What a stupid thing to think

What a stupid thing to think that she actually cared enough about me to want me in her life. I guess it was just temporarily. Memory fades so quickly, I can barely remember what it was like to talk to her. But I know she showed me who I really was, she looked at me differently. We were so alike, we had so much in common and she made me feel better about myself, and with that I mean my personality, who I am.

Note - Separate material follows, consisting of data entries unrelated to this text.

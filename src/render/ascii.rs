use crate::render::{
    luma_u8, text_frame_begin, text_frame_end, write_bg_rgb, write_fg_rgb, Frame, Renderer,
};
use std::io::Write;

// Dark -> bright ramp. ASCII-safe and compact.
const RAMP: &[u8] = b" .,:;irsXA253hMHGS#9B&@";

pub struct AsciiRenderer {
    last_fg: Option<(u8, u8, u8)>,
}

impl Default for AsciiRenderer {
    fn default() -> Self {
        Self::new()
    }
}

impl AsciiRenderer {
    pub fn new() -> Self {
        Self { last_fg: None }
    }
}

impl Renderer for AsciiRenderer {
    fn name(&self) -> &'static str {
        "ascii"
    }

    fn pixels_per_cell(&self) -> (usize, usize) {
        (1, 1)
    }

    fn render(&mut self, frame: &Frame<'_>, out: &mut dyn Write) -> anyhow::Result<()> {
        let Some((cols, visual_rows)) = text_frame_begin(frame, out)? else {
            return Ok(());
        };

        self.last_fg = None;
        let bg = frame.backdrop;
        write_bg_rgb(out, bg.0, bg.1, bg.2)?;

        for y in 0..visual_rows {
            for x in 0..cols {
                let fg = frame.sample_flat(x, y, cols, visual_rows);
                let l = luma_u8(fg.0, fg.1, fg.2) as usize;
                let ch = RAMP[l * (RAMP.len() - 1) / 255];

                if self.last_fg != Some(fg) {
                    write_fg_rgb(out, fg.0, fg.1, fg.2)?;
                    self.last_fg = Some(fg);
                }
                out.write_all(&[ch])?;
            }
            out.write_all(b"\r\n")?;
        }

        text_frame_end(frame, cols, visual_rows, out)
    }
}
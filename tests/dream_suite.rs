use paprika_dream::dream::{
    field, palette, Compositor, Direction, FixedHost, LowResBuffer, Presenter, RenderState,
    Scheduler, SchedulerOptions, Surface, DRIFT_MAGNITUDE, PALETTE_SIZE,
};

/// Inputs to one compose call, as read back from a dream's state.
#[derive(Clone, Copy)]
struct Scene {
    t: f32,
    drift: (f32, f32),
    flash: f32,
}

const STILL: Scene = Scene {
    t: 0.0,
    drift: (0.0, 0.0),
    flash: 0.0,
};

/// Straight recomputation of one buffer pixel.
fn expected_pixel(x: usize, y: usize, w: usize, h: usize, scene: Scene) -> [u8; 4] {
    let t = scene.t;
    let fx = x as f32 + scene.drift.0 * DRIFT_MAGNITUDE;
    let fy = y as f32 + scene.drift.1 * DRIFT_MAGNITUDE;
    let v = field(fx, fy, t);
    let u = field(fy, fx, t * 0.9);
    let m = (v + u) * 0.5;
    let ripple = ((fx + fy) * 0.02 + t * 2.2).sin() * 40.0;
    let idx = ((m + 2.0) * 120.0 + ripple) as i32;
    let c = palette().get((idx as f32 + scene.flash * 90.0) as i32);

    let norm = |i: usize, n: usize| {
        let v = (i as f32 / n as f32) * 2.0 - 1.0;
        v * v
    };
    let vv = (1.0 - (norm(x, w) + norm(y, h)) * 0.75).max(0.0);
    let k = 0.55 + 0.45 * vv;
    [
        (c[0] as f32 * k).round() as u8,
        (c[1] as f32 * k).round() as u8,
        (c[2] as f32 * k).round() as u8,
        255,
    ]
}

fn mismatches(buf: &LowResBuffer, scene: Scene) -> usize {
    let (w, h) = buf.size();
    (0..h)
        .flat_map(|y| (0..w).map(move |x| (x, y)))
        .filter(|&(x, y)| buf.pixel(x, y) != expected_pixel(x, y, w, h, scene))
        .count()
}

// ── Palette ─────────────────────────────────────────────────────────────────

#[test]
fn palette_has_512_entries() {
    assert_eq!(PALETTE_SIZE, 512);
    assert_eq!(palette().len(), 512);
    assert_eq!(palette().colors().len(), 512);
}

#[test]
fn palette_is_built_once() {
    assert!(std::ptr::eq(palette(), palette()));
}

#[test]
fn palette_first_entry_matches_formula() {
    // R = 140 + 110 sin(0), G = 120 + 120 sin(2.1), B = 150 + 105 sin(4.2)
    assert_eq!(palette().colors()[0], [140, 223, 58]);
}

#[test]
fn palette_channels_stay_in_formula_bounds() {
    for c in palette().colors() {
        assert!((30..=250).contains(&c[0]), "red out of range: {c:?}");
        assert!(c[1] <= 240, "green out of range: {c:?}");
        assert!((45..=255).contains(&c[2]), "blue out of range: {c:?}");
    }
}

#[test]
fn palette_lookup_wraps_both_ways() {
    let pal = palette();
    assert_eq!(pal.get(-1), pal.get(511));
    assert_eq!(pal.get(512), pal.get(0));
    assert_eq!(pal.get(1024 + 37), pal.get(37));
    assert_eq!(pal.get(-512), pal.get(0));
}

// ── Field ───────────────────────────────────────────────────────────────────

#[test]
fn field_at_origin_is_one() {
    assert!((field(0.0, 0.0, 0.0) - 1.0).abs() < 1e-6);
}

#[test]
fn field_is_deterministic() {
    for &(x, y, t) in &[(0.0, 0.0, 0.0), (13.5, -7.25, 3.0), (640.0, 480.0, 1234.5)] {
        assert_eq!(field(x, y, t).to_bits(), field(x, y, t).to_bits());
    }
}

#[test]
fn field_is_bounded_on_a_grid() {
    for yi in 0..40 {
        for xi in 0..40 {
            for ti in 0..5 {
                let v = field(xi as f32 * 7.3, yi as f32 * 5.1, ti as f32 * 1.7);
                assert!(v.abs() <= 2.0 + 1e-5, "field out of bounds: {v}");
            }
        }
    }
}

// ── Compositor ──────────────────────────────────────────────────────────────

#[test]
fn compositor_matches_reference_at_time_zero() {
    let (w, h) = (64, 48);
    let mut comp = Compositor::new(w, h);
    let mut state = RenderState::new();
    comp.compose(&mut state, 0.0);

    let buf = comp.buffer();
    assert_eq!(buf.size(), (w, h));
    for &(x, y) in &[(0, 0), (1, 0), (31, 23), (32, 24), (63, 47), (10, 40)] {
        assert_eq!(buf.pixel(x, y), expected_pixel(x, y, w, h, STILL), "pixel ({x},{y})");
    }
}

/// Runs a dream to a nonzero time with drift and flash applied, composing once more
/// and returning the scene that compose saw.
fn drifted_flashing_dream() -> (Scheduler<FixedHost>, Scene) {
    let mut dream = Scheduler::new(FixedHost::new(200.0, 160.0, 1.0), SchedulerOptions::default());
    dream.activate();
    let mut now = 0.0;
    for _ in 0..30 {
        dream.tick(now);
        now += 1000.0 / 60.0;
    }
    dream.apply_drift(Direction::Right);
    dream.apply_drift(Direction::Right);
    dream.apply_drift(Direction::Up);
    dream.trigger_flash();

    let flash = dream.state().flash();
    assert!(dream.tick(now).redrawn);
    let scene = Scene {
        t: dream.state().t() as f32,
        drift: dream.state().drift(),
        flash,
    };
    (dream, scene)
}

#[test]
fn compositor_applies_drift_flash_and_time() {
    let (dream, scene) = drifted_flashing_dream();
    assert!(scene.t > 0.0);
    assert!(scene.drift.0 > 0.0 && scene.drift.1 < 0.0);
    assert!((scene.flash - 0.8).abs() < 1e-6);
    assert_eq!(mismatches(dream.buffer(), scene), 0);
}

#[test]
fn drift_and_flash_change_the_picture() {
    let (dream, scene) = drifted_flashing_dream();
    let buf = dream.buffer();
    let no_drift = Scene {
        drift: (0.0, 0.0),
        ..scene
    };
    let no_flash = Scene { flash: 0.0, ..scene };
    let total = buf.width() * buf.height();
    assert!(mismatches(buf, no_drift) > total / 2, "drift offset ignored");
    assert!(mismatches(buf, no_flash) > total / 2, "flash offset ignored");
}

#[test]
fn compositor_output_is_opaque() {
    let mut comp = Compositor::new(80, 64);
    let mut state = RenderState::new();
    comp.compose(&mut state, 0.016);
    assert!(comp.buffer().pixels().chunks_exact(4).all(|p| p[3] == 255));
}

#[test]
fn compositor_vignette_darkens_corners() {
    let (w, h) = (64, 64);
    let mut comp = Compositor::new(w, h);
    let mut state = RenderState::new();
    comp.compose(&mut state, 0.0);

    // Corner vignette factor is 0.55, so no channel can exceed 255 * 0.55.
    let corner = comp.buffer().pixel(0, 0);
    assert!(corner[..3].iter().all(|&c| c <= 141), "corner too bright: {corner:?}");
}

#[test]
fn compositor_resize_reallocates() {
    let mut comp = Compositor::new(64, 64);
    comp.resize(100, 70);
    assert_eq!(comp.buffer().size(), (100, 70));
    assert_eq!(comp.buffer().pixels().len(), 100 * 70 * 4);
}

#[test]
fn compositor_on_empty_buffer_is_a_no_op() {
    let mut comp = Compositor::new(0, 0);
    let mut state = RenderState::new();
    comp.compose(&mut state, 0.05);
    assert!(comp.buffer().pixels().is_empty());
    assert_eq!(state.flash(), 0.0);
}

// ── Presenter ───────────────────────────────────────────────────────────────

fn solid_buffer(w: usize, h: usize, rgb: [u8; 3]) -> LowResBuffer {
    let mut px = vec![0u8; w * h * 4];
    for p in px.chunks_exact_mut(4) {
        p[..3].copy_from_slice(&rgb);
    }
    LowResBuffer::from_rgba(w, h, px).unwrap()
}

#[test]
fn from_rgba_rejects_wrong_length_and_forces_alpha() {
    assert!(LowResBuffer::from_rgba(2, 2, vec![0; 15]).is_none());
    let buf = LowResBuffer::from_rgba(1, 1, vec![1, 2, 3, 0]).unwrap();
    assert_eq!(buf.pixel(0, 0), [1, 2, 3, 255]);
}

#[test]
fn presenter_stretches_solid_color_with_normal_opacity() {
    let src = solid_buffer(4, 4, [200, 100, 50]);
    let mut dst = Surface::new(10, 6);
    Presenter::new().present(&src, &mut dst, 0.70);
    for p in dst.rgba().chunks_exact(4) {
        assert_eq!(p, [200, 100, 50, 179]);
    }
}

#[test]
fn presenter_low_power_opacity_is_140() {
    let src = solid_buffer(2, 2, [10, 20, 30]);
    let mut dst = Surface::new(3, 3);
    Presenter::new().present(&src, &mut dst, 0.55);
    assert_eq!(dst.pixel(1, 1), [10, 20, 30, 140]);
}

#[test]
fn presenter_interpolates_between_pixel_centers() {
    let src = LowResBuffer::from_rgba(2, 1, vec![0, 0, 0, 255, 255, 255, 255, 255]).unwrap();
    let mut dst = Surface::new(4, 1);
    Presenter::new().present(&src, &mut dst, 1.0);
    let reds: Vec<u8> = (0..4).map(|x| dst.pixel(x, 0)[0]).collect();
    assert_eq!(reds, vec![0, 64, 191, 255]);
}

#[test]
fn presenter_clears_before_drawing() {
    let mut presenter = Presenter::new();
    let mut dst = Surface::new(5, 5);
    presenter.present(&solid_buffer(2, 2, [255, 0, 0]), &mut dst, 0.7);
    assert!(dst.rgba().iter().any(|&b| b != 0));

    presenter.present(&LowResBuffer::new(0, 0), &mut dst, 0.7);
    assert!(dst.rgba().iter().all(|&b| b == 0));
}

#[test]
fn presenter_handles_size_changes_between_calls() {
    let mut presenter = Presenter::new();
    let src = solid_buffer(3, 3, [9, 9, 9]);
    let mut a = Surface::new(6, 6);
    presenter.present(&src, &mut a, 1.0);
    let mut b = Surface::new(2, 9);
    presenter.present(&src, &mut b, 1.0);
    assert!(b.rgba().chunks_exact(4).all(|p| p == [9, 9, 9, 255]));
}
//! Chunked transfer primitives shared by both transfer directions.
//!
//! Chunk framing knows nothing about file semantics: it turns an
//! unbounded byte source into bounded frames and back, keeping a
//! running byte count on each side. The integrity check compares that
//! count against the declared size and is the single authoritative
//! success signal of a transfer.

mod chunked;
mod integrity;
mod locks;
mod validation;

pub use chunked::{ChunkReader, ChunkWriter};
pub use integrity::verify_size;
pub use locks::FileLocks;
pub use validation::validate_file_name;

use fileshelf_protocol::WireError;

/// Errors produced by the transfer pipelines.
#[derive(Debug, thiserror::Error)]
pub enum TransferError {
    /// Local file open/read/write failure.
    #[error("local I/O error: {0}")]
    Local(#[source] std::io::Error),

    /// Network send/receive failure mid-transfer.
    #[error("transport error: {0}")]
    Transport(#[source] std::io::Error),

    /// Required metadata attribute absent when the stream opened.
    #[error("missing metadata: {0}")]
    MissingMetadata(String),

    /// Requested file absent from the storage root.
    #[error("not found: {0}")]
    NotFound(String),

    /// Declared and received sizes diverged after clean stream end.
    ///
    /// Only fatal on the download path; an upload mismatch is reported
    /// as a status value instead.
    #[error("size mismatch: declared {declared} bytes, received {received}")]
    SizeMismatch { declared: u64, received: u64 },

    /// Name violates the flat namespace (separators, `..`, empty).
    #[error("invalid file name: {0}")]
    InvalidName(String),

    /// Peer refused the transfer before any data flowed.
    #[error("transfer rejected: {0}")]
    Rejected(String),

    /// Malformed frame, cap violation or unknown op.
    #[error("protocol error: {0}")]
    Protocol(String),

    /// Transfer abandoned before completion.
    #[error("cancelled")]
    Cancelled,
}

impl From<WireError> for TransferError {
    fn from(err: WireError) -> Self {
        match err {
            // Wire I/O always rides the socket.
            WireError::Io(e) => TransferError::Transport(e),
            WireError::MissingMetadata(m) => TransferError::MissingMetadata(m),
            WireError::Protocol(m) => TransferError::Protocol(m),
        }
    }
}
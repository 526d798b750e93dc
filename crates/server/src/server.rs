//! Accept loop and per-connection dispatch.

use std::net::SocketAddr;
use std::path::PathBuf;
use std::sync::Arc;

use tokio::io::{BufReader, BufWriter};
use tokio::net::TcpListener;
use tokio::sync::Mutex;
use tokio_util::sync::CancellationToken;
use tracing::{debug, error, info};

use fileshelf_protocol::TransferLimits;
use fileshelf_protocol::wire::{self, OP_DOWNLOAD, OP_LIST, OP_UPLOAD};
use fileshelf_transfer::{FileLocks, TransferError};

use crate::WIRE_BUFFER_SIZE;
use crate::handlers;

/// Server configuration.
#[derive(Debug, Clone)]
pub struct ServerConfig {
    /// TCP port to listen on (0 = OS-assigned).
    pub port: u16,
    /// Flat directory holding all transferable files.
    pub storage_root: PathBuf,
    /// Frame cap and transfer size ceiling.
    pub limits: TransferLimits,
}

impl ServerConfig {
    /// Configuration with default limits and an OS-assigned port.
    pub fn new(storage_root: impl Into<PathBuf>) -> Self {
        Self {
            port: 0,
            storage_root: storage_root.into(),
            limits: TransferLimits::default(),
        }
    }
}

/// The fileshelf TCP server.
pub struct FileServer {
    config: ServerConfig,
    locks: Arc<FileLocks>,
    cancel: CancellationToken,
    local_addr: Mutex<Option<SocketAddr>>,
}

impl FileServer {
    pub fn new(config: ServerConfig) -> Arc<Self> {
        Arc::new(Self {
            config,
            locks: Arc::new(FileLocks::new()),
            cancel: CancellationToken::new(),
            local_addr: Mutex::new(None),
        })
    }

    /// Returns the local address the server is listening on.
    ///
    /// Only available after [`run`](Self::run) binds the socket.
    pub async fn local_addr(&self) -> Option<SocketAddr> {
        *self.local_addr.lock().await
    }

    /// Returns the listening port (0 if not yet bound).
    pub async fn port(&self) -> u16 {
        self.local_addr.lock().await.map(|a| a.port()).unwrap_or(0)
    }

    /// Gracefully shuts down the server and aborts in-flight transfers.
    pub fn shutdown(&self) {
        self.cancel.cancel();
    }

    /// Runs the server until cancellation.
    pub async fn run(self: &Arc<Self>) -> Result<(), TransferError> {
        let addr: SocketAddr = ([0, 0, 0, 0], self.config.port).into();
        let listener = TcpListener::bind(addr)
            .await
            .map_err(TransferError::Transport)?;

        let local_addr = listener.local_addr().map_err(TransferError::Transport)?;
        *self.local_addr.lock().await = Some(local_addr);
        info!(%local_addr, root = %self.config.storage_root.display(), "fileshelf server listening");

        loop {
            tokio::select! {
                _ = self.cancel.cancelled() => {
                    info!("server shutting down");
                    break Ok(());
                }

                result = listener.accept() => {
                    match result {
                        Ok((stream, peer_addr)) => {
                            let server = Arc::clone(self);
                            tokio::spawn(async move {
                                if let Err(e) = server.handle_connection(stream, peer_addr).await {
                                    error!(%peer_addr, "connection error: {e}");
                                }
                            });
                        }
                        Err(e) => {
                            error!("accept error: {e}");
                        }
                    }
                }
            }
        }
    }

    /// Handles one connection: reads the op byte and runs the call.
    async fn handle_connection(
        &self,
        stream: tokio::net::TcpStream,
        peer_addr: SocketAddr,
    ) -> Result<(), TransferError> {
        let (reader, writer) = stream.into_split();
        let mut reader = BufReader::with_capacity(WIRE_BUFFER_SIZE, reader);
        let mut writer = BufWriter::with_capacity(WIRE_BUFFER_SIZE, writer);

        let op = wire::read_op(&mut reader).await?;
        debug!(%peer_addr, op, "request received");

        match op {
            OP_LIST => handlers::handle_list(&self.config.storage_root, &mut writer).await,
            OP_UPLOAD => {
                handlers::handle_upload(
                    &self.config.storage_root,
                    self.config.limits,
                    &self.locks,
                    &self.cancel,
                    &mut reader,
                    &mut writer,
                )
                .await
            }
            OP_DOWNLOAD => {
                handlers::handle_download(
                    &self.config.storage_root,
                    self.config.limits,
                    &self.cancel,
                    &mut reader,
                    &mut writer,
                )
                .await
            }
            // read_op already validated the byte.
            _ => unreachable!(),
        }
    }
}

I sent her messages on tumblr. Didn’t reply to that because she’s either ignoring me or she doesn’t receive my messages which is possible because tumblr sucks at messages. I sent her an email, approximately 4/5 days ago. No chance that she didn’t receive that one. So she’s either one of those people who never checks her email, or she really is just flat out ignoring me and doesn’t want to speak to me, which is what I assume.

All I can say: fuck.
Just that. The way we talked about our friendship. How we talked about becoming mums, about how we wanted to meet one day and still be friends in like 20 years and have our kids play with eachother. I mean, those kind of things you know. At the time I expected it could really happen, I was convinced we could be friends for a long long time, we were great friends, our friendship was the best friendship I have ever had in my life, even though it was through the internet. I already used the word were, we were. If she suddenly replies to my email I will be more than happy, but maybe I should just give up, try to forget her, before I get disappointed for a second time. It’s anger and mostly disappointment.